Perry's Index to the Aesopica
Fables exist in many versions; here is one version in English:
PROMETHEUS AND BACCHUS
Someone asked Aesop why lesbians and fairies had been created, and old Aesop
explained, 'The answer lies once again with Prometheus, the original creator
of our common clay (which shatters as soon as it hits a bit of bad luck). All
day long, Prometheus had been separately shaping those natural members which
Shame conceals beneath our clothes, and when he was about to apply these private
parts to the appropriate bodies Bacchus unexpectedly invited him to dinner.
Prometheus came home late, unsteady on his feet and with a good deal of heavenly
nectar flowing through his veins. With his wits half asleep in a drunken haze
he stuck the female genitalia on male bodies and male members on the ladies.
This is why modern lust revels in perverted pleasures.' |
Source:
Aesop's Fables. A new translation by Laura
Gibbs.
Oxford University Press (World's Classics): Oxford, 2002.
NOTE: New
cover, with new ISBN, published in 2008; contents of book unchanged.

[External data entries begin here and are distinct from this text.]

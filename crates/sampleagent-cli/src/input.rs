//! Line input handling for the console.
//!
//! Each line the courier types is translated into an `Action` for the core,
//! or into one of the console's own commands (help, redraw, quit).

use sampleagent_core::dispatch::DraftField;
use sampleagent_core::models::{IssueKind, Priority, Theme, TipCategory};
use sampleagent_core::{Action, Section};

#[derive(Debug, Clone, PartialEq)]
pub enum Command {
    Action(Action),
    Help,
    Redraw,
    Quit,
}

pub const HELP: &str = "\
Sections:   1-5 or dashboard | tracking | chat | tips | report
Pickups:    collect <id> | advance <id> | cancel <id>
            navigate <id> | call <id>
Tracking:   track on | track off | sensors
Assistant:  ask <question> | starter <n>
Tips:       tips | tips refresh | filter <category|all>
Report:     issue <type> | priority <level> | location <text|here>
            describe <text> | submit | clear
Settings:   theme <light|dark|auto> | notifications on|off | voice on|off
Console:    show | help | quit";

fn on_off(arg: &str) -> Result<bool, String> {
    match arg.trim().to_ascii_lowercase().as_str() {
        "on" | "yes" | "true" => Ok(true),
        "off" | "no" | "false" => Ok(false),
        other => Err(format!("Expected on or off, got '{}'", other)),
    }
}

fn required<'a>(arg: &'a str, what: &str) -> Result<&'a str, String> {
    let arg = arg.trim();
    if arg.is_empty() {
        Err(format!("Missing {}", what))
    } else {
        Ok(arg)
    }
}

/// Parse one input line. Blank lines redraw the current section.
pub fn parse_line(line: &str) -> Result<Command, String> {
    let line = line.trim();
    let (word, rest) = match line.split_once(char::is_whitespace) {
        Some((word, rest)) => (word, rest.trim()),
        None => (line, ""),
    };

    let action = match word.to_ascii_lowercase().as_str() {
        "" | "show" => return Ok(Command::Redraw),
        "help" | "?" => return Ok(Command::Help),
        "quit" | "exit" | "q" => return Ok(Command::Quit),

        n if n.len() == 1 && n.as_bytes()[0].is_ascii_digit() => {
            Action::Shortcut(n.parse::<u8>().map_err(|e| e.to_string())?)
        }
        "dashboard" | "tracking" | "chat" | "assistant" | "tips" if rest.is_empty() => {
            match Section::parse(word) {
                Some(section) => Action::ShowSection(section),
                None => return Err(format!("Unknown section '{}'", word)),
            }
        }
        "report" => Action::ShowSection(Section::Report),

        "collect" => Action::Collect(required(rest, "sample id")?.to_uppercase()),
        "advance" => Action::Advance(required(rest, "sample id")?.to_uppercase()),
        "cancel" => Action::Cancel(required(rest, "sample id")?.to_uppercase()),
        "navigate" | "nav" => Action::Navigate(required(rest, "sample id")?.to_uppercase()),
        "call" => Action::Call(required(rest, "sample id")?.to_uppercase()),
        "track" => Action::ToggleTracking(on_off(rest)?),
        "sensors" => Action::RefreshSensors,

        "ask" => Action::SendMessage(required(rest, "question")?.to_string()),
        "starter" => {
            let n: usize = required(rest, "starter number")?
                .parse()
                .map_err(|_| format!("'{}' is not a number", rest))?;
            Action::SendStarter(n.saturating_sub(1))
        }

        "tips" if rest.eq_ignore_ascii_case("refresh") => Action::LoadTips { force: true },
        "filter" => match required(rest, "category")?.to_ascii_lowercase().as_str() {
            "all" => Action::FilterTips(None),
            other => match TipCategory::parse(other) {
                Some(category) => Action::FilterTips(Some(category)),
                None => return Err(format!("Unknown tip category '{}'", other)),
            },
        },

        "issue" => match IssueKind::parse(required(rest, "issue type")?) {
            Some(kind) => Action::UpdateDraft(DraftField::Kind(kind)),
            None => return Err(format!("Unknown issue type '{}'", rest)),
        },
        "priority" => match Priority::parse(required(rest, "priority")?) {
            Some(priority) => Action::UpdateDraft(DraftField::Priority(priority)),
            None => return Err(format!("Unknown priority '{}'", rest)),
        },
        "location" if rest.eq_ignore_ascii_case("here") => Action::UseCurrentLocation,
        "location" => Action::UpdateDraft(DraftField::Location(rest.to_string())),
        "describe" => Action::UpdateDraft(DraftField::Description(rest.to_string())),
        "submit" => Action::SubmitReport,
        "clear" => Action::ClearReport,

        "theme" => match Theme::parse(required(rest, "theme")?) {
            Some(theme) => Action::SetTheme(theme),
            None => return Err(format!("Unknown theme '{}'", rest)),
        },
        "notifications" => Action::SetNotifications(on_off(rest)?),
        "voice" => Action::SetVoice(on_off(rest)?),

        other => return Err(format!("Unknown command '{}'. Type 'help' for commands.", other)),
    };

    Ok(Command::Action(action))
}
//! Prompt construction for the sample collection assistant.

use crate::config::AssistantConfig;

use super::CompletionRequest;

/// Wrap the user's question in the fixed field-assistant template.
pub fn build_prompt(system_context: &str, utterance: &str) -> String {
    format!(
        "{}\n\nUser question: \"{}\"\n\nPlease provide helpful, accurate information. Keep responses concise and practical for field use.",
        system_context.trim(),
        utterance.trim()
    )
}

pub fn completion_request(config: &AssistantConfig, utterance: &str) -> CompletionRequest {
    CompletionRequest {
        prompt: build_prompt(&config.system_context, utterance),
        max_output_tokens: config.max_output_tokens,
        temperature: config.temperature,
    }
}

#[cfg(test)]
mod tests {
    use super::*;

    #[test]
    fn test_prompt_contains_context_and_question() {
        let prompt = build_prompt("You help couriers.", "  Where do swabs go? ");
        assert!(prompt.starts_with("You help couriers.\n\n"));
        assert!(prompt.contains("User question: \"Where do swabs go?\""));
        assert!(prompt.ends_with("practical for field use."));
    }

    #[test]
    fn test_completion_request_uses_generation_settings() {
        let config = AssistantConfig::default();
        let request = completion_request(&config, "hello");
        assert_eq!(request.max_output_tokens, 500);
        assert!((request.temperature - 0.7).abs() < f32::EPSILON);
        assert!(request.prompt.contains("hello"));
    }
}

Perry 515: Gibbs (Oxford) 517 [English]
Perry 515: Phaedrus 4.15 [Latin]
Perry 515: Phaedrus 4.16 [Latin]
You can find a compilation of Perry's index to the Aesopica in the gigantic appendix to his
edition of Babrius and Phaedrus for the Loeb Classical Library
(Harvard University Press: Cambridge, 1965). This book is an absolute must for anyone interested
in the Aesopic fable tradition. Invaluable.